Tarih: 15.11.2010 - 00:00 | Güncelleme:

Cevap

Değerli kardeşimiz,

Yavuz Sultan Selim'in tahta geçmesinin, Osmanlı Devleti'nin içte ve dışta çok sıkıntılı günler yaşadığı ve hatta tedbir alınmazsa ikinci bir fetret devrinin Anadolu'nun Şiîleşmesiyle gerçekleşme ihtimalinin kuvvetli olduğu bir döneme rastladığını çok iyi biliyoruz.

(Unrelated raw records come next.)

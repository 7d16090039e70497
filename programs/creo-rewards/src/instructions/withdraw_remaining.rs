use anchor_lang::prelude::*;
use anchor_spl::token::{self, CloseAccount, Token, TokenAccount, Transfer};

use crate::error::RewardsError;
use crate::events::CampaignClosed;
use crate::state::Campaign;

/// Returns the un-distributed escrow to the funder after the campaign
/// has ended, closes the escrow account, and deactivates the campaign.
pub fn handler(ctx: Context<WithdrawRemaining>) -> Result<()> {
    let now = Clock::get()?.unix_timestamp;
    let campaign = &ctx.accounts.campaign;

    require!(now > campaign.end_ts, RewardsError::CampaignNotEnded);

    let authority = ctx.accounts.authority.key();
    require!(
        authority == campaign.creator || authority == campaign.operator,
        RewardsError::Unauthorized
    );

    let refund = ctx.accounts.escrow_ata.amount;
    let campaign_key = campaign.key();
    let creator = campaign.creator;
    let id_bytes = campaign.campaign_id.to_le_bytes();
    let bump = campaign.bump;
    let seeds = &[
        Campaign::SEED_PREFIX,
        creator.as_ref(),
        id_bytes.as_ref(),
        &[bump],
    ];
    let signer_seeds = &[&seeds[..]];

    if refund > 0 {
        let cpi_ctx = CpiContext::new_with_signer(
            ctx.accounts.token_program.to_account_info(),
            Transfer {
                from: ctx.accounts.escrow_ata.to_account_info(),
                to: ctx.accounts.creator_ata.to_account_info(),
                authority: ctx.accounts.campaign.to_account_info(),
            },
            signer_seeds,
        );
        token::transfer(cpi_ctx, refund)?;
    }

    let close_ctx = CpiContext::new_with_signer(
        ctx.accounts.token_program.to_account_info(),
        CloseAccount {
            account: ctx.accounts.escrow_ata.to_account_info(),
            destination: ctx.accounts.authority.to_account_info(),
            authority: ctx.accounts.campaign.to_account_info(),
        },
        signer_seeds,
    );
    token::close_account(close_ctx)?;

    let campaign = &mut ctx.accounts.campaign;
    campaign.active = false;

    emit!(CampaignClosed {
        campaign: campaign_key,
        refunded: refund,
        total_distributed: campaign.distributed_amount,
    });

    Ok(())
}

#[derive(Accounts)]
pub struct WithdrawRemaining<'info> {
    #[account(mut)]
    pub authority: Signer<'info>,

    #[account(mut)]
    pub campaign: Account<'info, Campaign>,

    #[account(
        mut,
        address = campaign.escrow_ata @ RewardsError::InvalidRecipientMint,
    )]
    pub escrow_ata: Account<'info, TokenAccount>,

    /// Remaining funds always return to the campaign funder.
    #[account(
        mut,
        constraint = creator_ata.mint == campaign.mint @ RewardsError::InvalidRecipientMint,
        constraint = creator_ata.owner == campaign.creator @ RewardsError::Unauthorized,
    )]
    pub creator_ata: Account<'info, TokenAccount>,

    pub token_program: Program<'info, Token>,
}
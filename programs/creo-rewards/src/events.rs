use anchor_lang::prelude::*;

#[event]
pub struct CampaignCreated {
    pub campaign: Pubkey,
    pub creator: Pubkey,
    pub operator: Pubkey,
    pub campaign_id: u64,
    pub mint: Pubkey,
    pub total_amount: u64,
    pub start_ts: i64,
    pub end_ts: i64,
    pub merkle_root: [u8; 32],
    pub description: String,
}

#[event]
pub struct RewardDistributed {
    pub campaign: Pubkey,
    pub recipient: Pubkey,
    pub amount: u64,
    pub reason: String,
    pub total_distributed: u64,
}

#[event]
pub struct RewardClaimed {
    pub campaign: Pubkey,
    pub claimant: Pubkey,
    pub amount: u64,
    pub reason: String,
    pub total_distributed: u64,
}

#[event]
pub struct CampaignClosed {
    pub campaign: Pubkey,
    pub refunded: u64,
    pub total_distributed: u64,
}

#[event]
pub struct CampaignStatusChanged {
    pub campaign: Pubkey,
    pub active: bool,
}
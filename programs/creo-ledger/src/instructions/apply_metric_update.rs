use anchor_lang::prelude::*;
use anchor_spl::associated_token::AssociatedToken;
use anchor_spl::token::{self, Mint, MintTo, Token, TokenAccount};

use crate::error::LedgerError;
use crate::events::{FollowerCountUpdated, MilestoneAchieved, PostCountUpdated};
use crate::state::LedgerState;

/// Oracle-reported follower count. Mints the rate-based delta plus any
/// newly reached milestone rewards in one cap-checked issuance, then
/// flips the achieved flags.
pub fn apply_follower_update(ctx: Context<ApplyMetricUpdate>, new_count: u64) -> Result<()> {
    let now = Clock::get()?.unix_timestamp;
    let ledger_key = ctx.accounts.ledger.key();

    let issuance = ctx
        .accounts
        .ledger
        .follower_issuance(new_count, ctx.accounts.mint.supply)?;

    if issuance.total > 0 {
        mint_to_creator(&ctx, issuance.total)?;
    }

    let ledger = &mut ctx.accounts.ledger;
    let previous_count = ledger.last_follower_count;
    ledger.last_follower_count = new_count;

    for &index in &issuance.achieved {
        let milestone = &mut ledger.milestones[index];
        milestone.achieved = true;
        milestone.achieved_at = now;

        emit!(MilestoneAchieved {
            ledger: ledger_key,
            milestone_index: index as u32,
            threshold: milestone.threshold,
            reward: milestone.reward,
            timestamp: now,
        });
    }

    emit!(FollowerCountUpdated {
        ledger: ledger_key,
        creator: ledger.creator,
        previous_count,
        new_count,
        minted: issuance.total,
        timestamp: now,
    });

    Ok(())
}

/// Oracle-reported post count. Symmetric to the follower update but with
/// no milestone coupling.
pub fn apply_post_update(ctx: Context<ApplyMetricUpdate>, new_count: u64) -> Result<()> {
    let now = Clock::get()?.unix_timestamp;
    let ledger_key = ctx.accounts.ledger.key();

    let minted = ctx
        .accounts
        .ledger
        .post_issuance(new_count, ctx.accounts.mint.supply)?;

    if minted > 0 {
        mint_to_creator(&ctx, minted)?;
    }

    let ledger = &mut ctx.accounts.ledger;
    let previous_count = ledger.last_post_count;
    ledger.last_post_count = new_count;

    emit!(PostCountUpdated {
        ledger: ledger_key,
        creator: ledger.creator,
        previous_count,
        new_count,
        minted,
        timestamp: now,
    });

    Ok(())
}

fn mint_to_creator(ctx: &Context<ApplyMetricUpdate>, amount: u64) -> Result<()> {
    let creator = ctx.accounts.ledger.creator;
    let bump = ctx.accounts.ledger.bump;
    let seeds = &[LedgerState::SEED_PREFIX, creator.as_ref(), &[bump]];
    let signer_seeds = &[&seeds[..]];

    let cpi_ctx = CpiContext::new_with_signer(
        ctx.accounts.token_program.to_account_info(),
        MintTo {
            mint: ctx.accounts.mint.to_account_info(),
            to: ctx.accounts.creator_ata.to_account_info(),
            authority: ctx.accounts.ledger.to_account_info(),
        },
        signer_seeds,
    );
    token::mint_to(cpi_ctx, amount)
}

#[derive(Accounts)]
pub struct ApplyMetricUpdate<'info> {
    #[account(mut)]
    pub oracle: Signer<'info>,

    #[account(
        mut,
        seeds = [LedgerState::SEED_PREFIX, ledger.creator.as_ref()],
        bump = ledger.bump,
        constraint = ledger.oracle == oracle.key() @ LedgerError::Unauthorized,
    )]
    pub ledger: Account<'info, LedgerState>,

    #[account(
        mut,
        address = ledger.mint @ LedgerError::InvalidMint,
    )]
    pub mint: Account<'info, Mint>,

    /// CHECK: the ledger creator; receives minted tokens.
    #[account(address = ledger.creator @ LedgerError::Unauthorized)]
    pub creator: UncheckedAccount<'info>,

    #[account(
        init_if_needed,
        payer = oracle,
        associated_token::mint = mint,
        associated_token::authority = creator,
    )]
    pub creator_ata: Account<'info, TokenAccount>,

    pub system_program: Program<'info, System>,
    pub token_program: Program<'info, Token>,
    pub associated_token_program: Program<'info, AssociatedToken>,
}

1512 yılının 24 Nisanında sultân olan Yavuz, istirahata çekilmek üzere Dimetoka'ya gidecek olan babasını bizzat uğurlamış, elini öpmüş ve atının yanında yaya yürüyerek gereken saygıyı göstermiştir.

Hatta Kırım Hanı'nın Şehzade Ahmed'e karşı kendisine destek va'd etmesi karşısında, Yavuz'un şu sözleri söylediği kaynaklarda ifade edilmektedir:

"Biz saltanat sevdası için İstanbul'a varmadık. Belki babamız yaşlı ve hasta olduğundan, işleri vezirlere havale etti; düşmanlarımız bunu fırsat bilerek halkı isyana teşvik ettiler ve ihtilâller çıkardılar. Kardeşlerim de hevâ ve heveslerinde olup, düşmanı def etmeye muktedir değillerdir. Gayemiz devleti ve dini korumaktır. Ancak bazı devlet adamları babamla aramıza fitne soktular. Ne yapalım. Kader böyleymiş. Yoksa askerimizi alıp babamız üzerine yürümek bize yakışmaz."

Bu sözleri söyleyen bir devlet adamının babasına saygısızlık ettiği düşünülemez. Yavuz’un evlat makamı ile devlet idaresindeki makamını karıştırmamak gerekir. Evlat olması hasebiyle saygıda kusur etmez. Ancak devletin ve dinin korunması için üzerine düşen görevi yerine getirmedeki makamı bu şekilde hareket etmeyi gerekli kılmıştır.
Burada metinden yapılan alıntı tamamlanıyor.